In an op-ed piece released this week, Jackson said that there are still “several million dollars in past due water accounts.” If not collected, he said, the outstanding balance could result in the need for rate increases.
“Every dollar not collected from delinquent accounts could result in additional rate increases for paying water customers to make up that loss of revenue. A 1-percent rate increase equals about $1.3 million; therefore, Birmingham Water Works could need an additional 3-percent rate increase in 2018 to make up for revenue shortfall if current delinquent customers don’t pay their outstanding balances.”
Jackson said the utility typically operates with between 8,000 and 9,000 delinquencies each month. The system typically does not shut off water until customers are 60 days delinquent.
Jackson said water to about 1,500 residents had been shut off since June 1. He estimated about 40 percent of those residents had their water restored by paying their bills shortly after it was disconnected.
Some city officials and water board members had lobbied to delay the Water Works collection efforts until July 1. Earlier this month, Mayor William Bell and City Council President Johnathan Austin urged the delay, and Water Works board member William Muhummad attempted to call a special meeting to address the concerns. Muhummad told the council that the special meeting failed because there was not a quorum present.
Muhummad told residents during the June 6 council meeting to dispute bills if they felt they were not correct, and he urged council members to get the word out about the Water Works collection attempts to their constituents.
Austin said in a statement that he is still concerned that the collection attempts will hurt some residents: “I believe that citizens should be given an opportunity to get adjusted to the new system as well as settle their past due balances as a result of the Water Works moving to the new system. We must remember that our seniors already struggle to pay their water bills in addition to getting their medications. We must be more understanding and compassionate so that we don’t become a city that is more concerned about money than people.”
Still time for some customers
Jackson said there is still time for some customers who are delinquent to make payment arrangements. Arrangements, he said, can only be made before water is shut off.
Jackson said customers can come into the Water Works payment center or make arrangements over the telephone. The Water Works has temporarily extended hours of operation in its office to accept payments and payment arrangements on Saturdays from 8 a.m. to noon.
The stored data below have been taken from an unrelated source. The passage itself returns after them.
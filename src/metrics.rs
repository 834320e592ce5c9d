//! Observability: counters for cache, breaker, and network activity, plus
//! timing histograms with p50/p95/p99 summaries.

use parking_lot::Mutex;
use std::collections::HashMap;
use std::sync::Arc;
use std::time::Instant;

/// A span measuring elapsed time from creation to explicit end.
pub struct TimingSpan {
    name: &'static str,
    start: Instant,
    metrics: Arc<ServiceMetrics>,
}

impl TimingSpan {
    pub fn new(name: &'static str, metrics: Arc<ServiceMetrics>) -> Self {
        Self {
            name,
            start: Instant::now(),
            metrics,
        }
    }

    /// End the span, recording elapsed duration in microseconds.
    pub fn finish(self) -> f64 {
        let elapsed_us = self.start.elapsed().as_micros() as f64;
        self.metrics.record(self.name, elapsed_us);
        elapsed_us
    }
}

/// Fixed-capacity ring buffer for histogram samples.
struct SampleRing {
    samples: Vec<f64>,
    pos: usize,
    count: usize,
    capacity: usize,
}

impl SampleRing {
    fn new(capacity: usize) -> Self {
        Self {
            samples: vec![0.0; capacity],
            pos: 0,
            count: 0,
            capacity,
        }
    }

    fn push(&mut self, value: f64) {
        self.samples[self.pos] = value;
        self.pos = (self.pos + 1) % self.capacity;
        if self.count < self.capacity {
            self.count += 1;
        }
    }

    fn percentile(&self, p: f64) -> f64 {
        if self.count == 0 {
            return 0.0;
        }
        let mut sorted: Vec<f64> = self.samples[..self.count].to_vec();
        sorted.sort_by(|a, b| a.partial_cmp(b).unwrap_or(std::cmp::Ordering::Equal));
        let idx = ((p / 100.0) * (self.count as f64 - 1.0)).round() as usize;
        let idx = idx.min(self.count - 1);
        sorted[idx]
    }
}

/// Counters and histograms for everything the engine does.
pub struct ServiceMetrics {
    counters: Mutex<HashMap<&'static str, u64>>,
    histograms: Mutex<HashMap<&'static str, SampleRing>>,
    ring_capacity: usize,
}

impl ServiceMetrics {
    pub fn new() -> Self {
        Self {
            counters: Mutex::new(HashMap::new()),
            histograms: Mutex::new(HashMap::new()),
            ring_capacity: 1024,
        }
    }

    /// Bump the named counter by one.
    pub fn incr(&self, name: &'static str) {
        let mut counters = self.counters.lock();
        *counters.entry(name).or_insert(0) += 1;
    }

    /// Current value of the named counter (0 if never bumped).
    pub fn counter(&self, name: &str) -> u64 {
        self.counters.lock().get(name).copied().unwrap_or(0)
    }

    /// Snapshot of all counters.
    pub fn counters(&self) -> HashMap<String, u64> {
        self.counters
            .lock()
            .iter()
            .map(|(&name, &value)| (name.to_string(), value))
            .collect()
    }

    /// Record a sample (in microseconds) for the named metric.
    pub fn record(&self, name: &'static str, value_us: f64) {
        let mut hists = self.histograms.lock();
        hists
            .entry(name)
            .or_insert_with(|| SampleRing::new(self.ring_capacity))
            .push(value_us);
        tracing::debug!(metric = name, value_us = value_us, "metric_recorded");
    }

    /// Start a timing span that records on finish.
    pub fn span(self: &Arc<Self>, name: &'static str) -> TimingSpan {
        TimingSpan::new(name, Arc::clone(self))
    }

    /// Get percentile for a metric (p value 0-100). Returns microseconds.
    pub fn percentile(&self, name: &str, p: f64) -> f64 {
        let hists = self.histograms.lock();
        hists
            .get(name)
            .map(|ring| ring.percentile(p))
            .unwrap_or(0.0)
    }

    /// Generate a summary of all timing metrics at p50/p95/p99.
    pub fn summary(&self) -> HashMap<String, MetricSummary> {
        let hists = self.histograms.lock();
        let mut out = HashMap::new();
        for (&name, ring) in hists.iter() {
            out.insert(
                name.to_string(),
                MetricSummary {
                    p50_us: ring.percentile(50.0),
                    p95_us: ring.percentile(95.0),
                    p99_us: ring.percentile(99.0),
                    count: ring.count,
                },
            );
        }
        out
    }
}

impl Default for ServiceMetrics {
    fn default() -> Self {
        Self::new()
    }
}

#[derive(Debug, Clone, serde::Serialize)]
pub struct MetricSummary {
    pub p50_us: f64,
    pub p95_us: f64,
    pub p99_us: f64,
    pub count: usize,
}

/// Well-known metric names (constants to avoid typos).
pub mod metric_names {
    pub const CACHE_HIT_MEMORY: &str = "cache_hit_memory";
    pub const CACHE_HIT_PERSISTENT: &str = "cache_hit_persistent";
    pub const CACHE_MISS: &str = "cache_miss";
    pub const NETWORK_CALLS: &str = "network_calls";
    pub const NETWORK_RETRIES: &str = "network_retries";
    pub const BREAKER_TRIPS: &str = "breaker_trips";
    pub const BREAKER_REJECTIONS: &str = "breaker_rejections";
    pub const QUEUE_WAIT: &str = "queue_wait";
    pub const PROVIDER_CALL: &str = "t_provider_call";
    pub const TRANSLATE_DONE: &str = "t_translate_done";
}
//! Translation engine: the facade the site and admin layers call.
//! Orchestrates normalization, the two-tier cache, the rate-limit breaker,
//! the single-flight gate, and the retry loop. Public methods never fail:
//! every degraded path returns the caller's original text, because a page
//! must always render with some text in place.

pub mod breaker;
pub mod cache;
pub mod gate;
pub mod mock;
pub mod normalize;
pub mod provider;

use std::sync::Arc;

use serde_json::Value;
use tracing::{debug, info, warn};

use crate::config::TranslationConfig;
use crate::metrics::{metric_names, ServiceMetrics};
use crate::store::KeyValueStore;

use self::breaker::RateLimitBreaker;
use self::cache::{CacheKey, TranslationCache};
use self::gate::RequestGate;
use self::normalize::{resolve_lang, MarkupStripper};
use self::provider::{ProviderError, TranslationProvider};

/// Why a call produced (or did not produce) a translation. The plain
/// `translate*` methods collapse this to a string; callers that care about
/// the distinction use [`TranslationService::translate_outcome`].
#[derive(Debug, Clone, PartialEq, Eq)]
pub enum TranslateOutcome {
    /// Identity language pair, empty input, or markup-only input.
    Skipped,
    /// Served from the memory or durable tier.
    Cached(String),
    /// Fresh network translation, now cached in both tiers.
    Translated(String),
    /// The breaker was already open, or this call tripped it.
    RateLimited,
    Failed(FailureReason),
}

#[derive(Debug, Clone, Copy, PartialEq, Eq)]
pub enum FailureReason {
    /// Non-success HTTP status other than 429.
    Status(u16),
    /// Response parsed but carried no usable translation.
    MalformedResponse,
    /// Transient failures consumed every attempt.
    AttemptsExhausted,
}

impl TranslateOutcome {
    /// The text a page should render: the translation when one exists,
    /// otherwise the original.
    pub fn into_text(self, original: &str) -> String {
        match self {
            TranslateOutcome::Cached(text) | TranslateOutcome::Translated(text) => text,
            _ => original.to_string(),
        }
    }
}

pub struct TranslationService {
    config: TranslationConfig,
    provider: Arc<dyn TranslationProvider>,
    cache: TranslationCache,
    breaker: RateLimitBreaker,
    gate: RequestGate,
    stripper: MarkupStripper,
    metrics: Arc<ServiceMetrics>,
}

impl TranslationService {
    /// Build a service over an injected provider and store. The same store
    /// backs both the durable cache tier and the breaker deadline.
    pub fn new(
        config: TranslationConfig,
        provider: Arc<dyn TranslationProvider>,
        store: Arc<dyn KeyValueStore>,
    ) -> Self {
        let metrics = Arc::new(ServiceMetrics::new());
        let cache = TranslationCache::new(Arc::clone(&store), Arc::clone(&metrics));
        let breaker = RateLimitBreaker::new(store, config.cooldown());
        let gate = RequestGate::new(config.max_concurrent_requests);
        Self {
            provider,
            cache,
            breaker,
            gate,
            stripper: MarkupStripper::new(),
            metrics,
            config,
        }
    }

    /// Translate into `target` from the configured default source language.
    pub async fn translate(&self, text: &str, target: &str) -> String {
        self.translate_outcome(text, target, self.config.default_source_lang.as_str())
            .await
            .into_text(text)
    }

    /// Translate with an explicit source language.
    pub async fn translate_from(&self, text: &str, target: &str, source: &str) -> String {
        self.translate_outcome(text, target, source)
            .await
            .into_text(text)
    }

    /// Full pipeline with a typed outcome. Never returns an error and never
    /// panics; the worst case is `Failed`, which renders as source text.
    pub async fn translate_outcome(
        &self,
        text: &str,
        target: &str,
        source: &str,
    ) -> TranslateOutcome {
        let span = self.metrics.span(metric_names::TRANSLATE_DONE);
        let outcome = self.run_translate(text, target, source).await;
        span.finish();
        outcome
    }

    async fn run_translate(&self, text: &str, target: &str, source: &str) -> TranslateOutcome {
        if text.trim().is_empty() {
            return TranslateOutcome::Skipped;
        }

        let source = resolve_lang(source);
        let target = resolve_lang(target);
        if source == target {
            return TranslateOutcome::Skipped;
        }

        let stripped = self.stripper.strip(text);
        if stripped.is_empty() {
            return TranslateOutcome::Skipped;
        }

        // Breaker before any cache traffic: during a cooldown the whole
        // path degrades straight to source text
        if self.breaker.is_open() {
            self.metrics.incr(metric_names::BREAKER_REJECTIONS);
            debug!("translation suspended by rate-limit cooldown");
            return TranslateOutcome::RateLimited;
        }

        let key = CacheKey::derive(&source, &target, &stripped);
        if let Some(cached) = self.cache.get(&key) {
            return TranslateOutcome::Cached(cached);
        }
        self.metrics.incr(metric_names::CACHE_MISS);

        let wait = self.metrics.span(metric_names::QUEUE_WAIT);
        let _permit = self.gate.acquire().await;
        wait.finish();

        // A caller ahead of us in the queue may have tripped the breaker
        // or already translated this exact string
        if self.breaker.is_open() {
            self.metrics.incr(metric_names::BREAKER_REJECTIONS);
            return TranslateOutcome::RateLimited;
        }
        if let Some(cached) = self.cache.get(&key) {
            return TranslateOutcome::Cached(cached);
        }

        let outcome = self.fetch_with_retry(&stripped, &source, &target).await;
        if let TranslateOutcome::Translated(ref translated) = outcome {
            self.cache.insert(&key, translated);
        }
        outcome
    }

    /// Attempt loop, run while holding the gate permit. Only transient
    /// failures consume extra attempts; policy errors degrade at once.
    async fn fetch_with_retry(
        &self,
        stripped: &str,
        source: &str,
        target: &str,
    ) -> TranslateOutcome {
        let max_attempts = self.config.max_attempts.max(1);
        let mut backoff = self.config.backoff_base();

        for attempt in 1..=max_attempts {
            self.metrics.incr(metric_names::NETWORK_CALLS);
            let span = self.metrics.span(metric_names::PROVIDER_CALL);
            let result = self.provider.translate(stripped, source, target).await;
            span.finish();

            match result {
                Ok(translated) => {
                    debug!(source = source, target = target, chars = stripped.len(), "translated");
                    return TranslateOutcome::Translated(translated);
                }
                Err(ProviderError::RateLimited) => {
                    self.metrics.incr(metric_names::BREAKER_TRIPS);
                    self.breaker.trip();
                    return TranslateOutcome::RateLimited;
                }
                Err(ProviderError::Status(code)) => {
                    warn!(status = code, "translation endpoint returned an error");
                    return TranslateOutcome::Failed(FailureReason::Status(code));
                }
                Err(ProviderError::Malformed(detail)) => {
                    warn!(%detail, "translation response unusable");
                    return TranslateOutcome::Failed(FailureReason::MalformedResponse);
                }
                Err(err) if err.is_retryable() && attempt < max_attempts => {
                    warn!(
                        error = %err,
                        attempt,
                        backoff_ms = backoff.as_millis() as u64,
                        "transient translation failure, retrying"
                    );
                    self.metrics.incr(metric_names::NETWORK_RETRIES);
                    tokio::time::sleep(backoff).await;
                    backoff *= 2;
                }
                Err(err) => {
                    warn!(error = %err, attempts = max_attempts, "translation attempts exhausted");
                    return TranslateOutcome::Failed(FailureReason::AttemptsExhausted);
                }
            }
        }

        TranslateOutcome::Failed(FailureReason::AttemptsExhausted)
    }

    /// Translate the named string-valued fields of a JSON record, leaving
    /// every other field untouched. Returns a new record. A `None` source
    /// uses the configured default.
    pub async fn translate_fields(
        &self,
        record: &Value,
        fields: &[&str],
        target: &str,
        source: Option<&str>,
    ) -> Value {
        let source = source.unwrap_or(&self.config.default_source_lang);
        if resolve_lang(source) == resolve_lang(target) {
            return record.clone();
        }
        let Some(map) = record.as_object() else {
            return record.clone();
        };

        let mut out = map.clone();
        for field in fields {
            if let Some(Value::String(text)) = map.get(*field) {
                let translated = self.translate_from(text, target, source).await;
                out.insert((*field).to_string(), Value::String(translated));
            }
        }
        Value::Object(out)
    }

    /// Apply [`Self::translate_fields`] to each record, in order. Records
    /// are processed one after another: list pages queue at the gate one
    /// string at a time instead of all at once.
    pub async fn translate_fields_each(
        &self,
        records: &[Value],
        fields: &[&str],
        target: &str,
        source: Option<&str>,
    ) -> Vec<Value> {
        let source_code = source.unwrap_or(&self.config.default_source_lang);
        if resolve_lang(source_code) == resolve_lang(target) {
            return records.to_vec();
        }
        let mut out = Vec::with_capacity(records.len());
        for record in records {
            out.push(self.translate_fields(record, fields, target, source).await);
        }
        out
    }

    /// Clear the memory cache tier and close the breaker. Durable
    /// per-string entries survive: they stay valid regardless of breaker
    /// state and will be promoted back on demand.
    pub fn reset(&self) {
        self.cache.clear_memory();
        self.breaker.reset();
        info!("translation cache cleared and breaker closed");
    }

    /// Entries currently held in the memory tier.
    pub fn cached_in_memory(&self) -> usize {
        self.cache.memory_len()
    }

    /// Engine counters and timing histograms.
    pub fn metrics(&self) -> Arc<ServiceMetrics> {
        Arc::clone(&self.metrics)
    }
}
The phone center is open until 7 p.m. Monday through Friday to accept payments and arrangements.
Jackson said that customers who experience higher than average bills should contact the Water Works so that they can look for possible reasons, such as a leak, or can re-read the meter.
“We want to help as much as we possibly can, but we need to at least have customers engage with us,” said General Manager Mac Underwood. “Every customer is a valued customer, and we want our transition back to our normal business practices to be a smooth one for everyone.”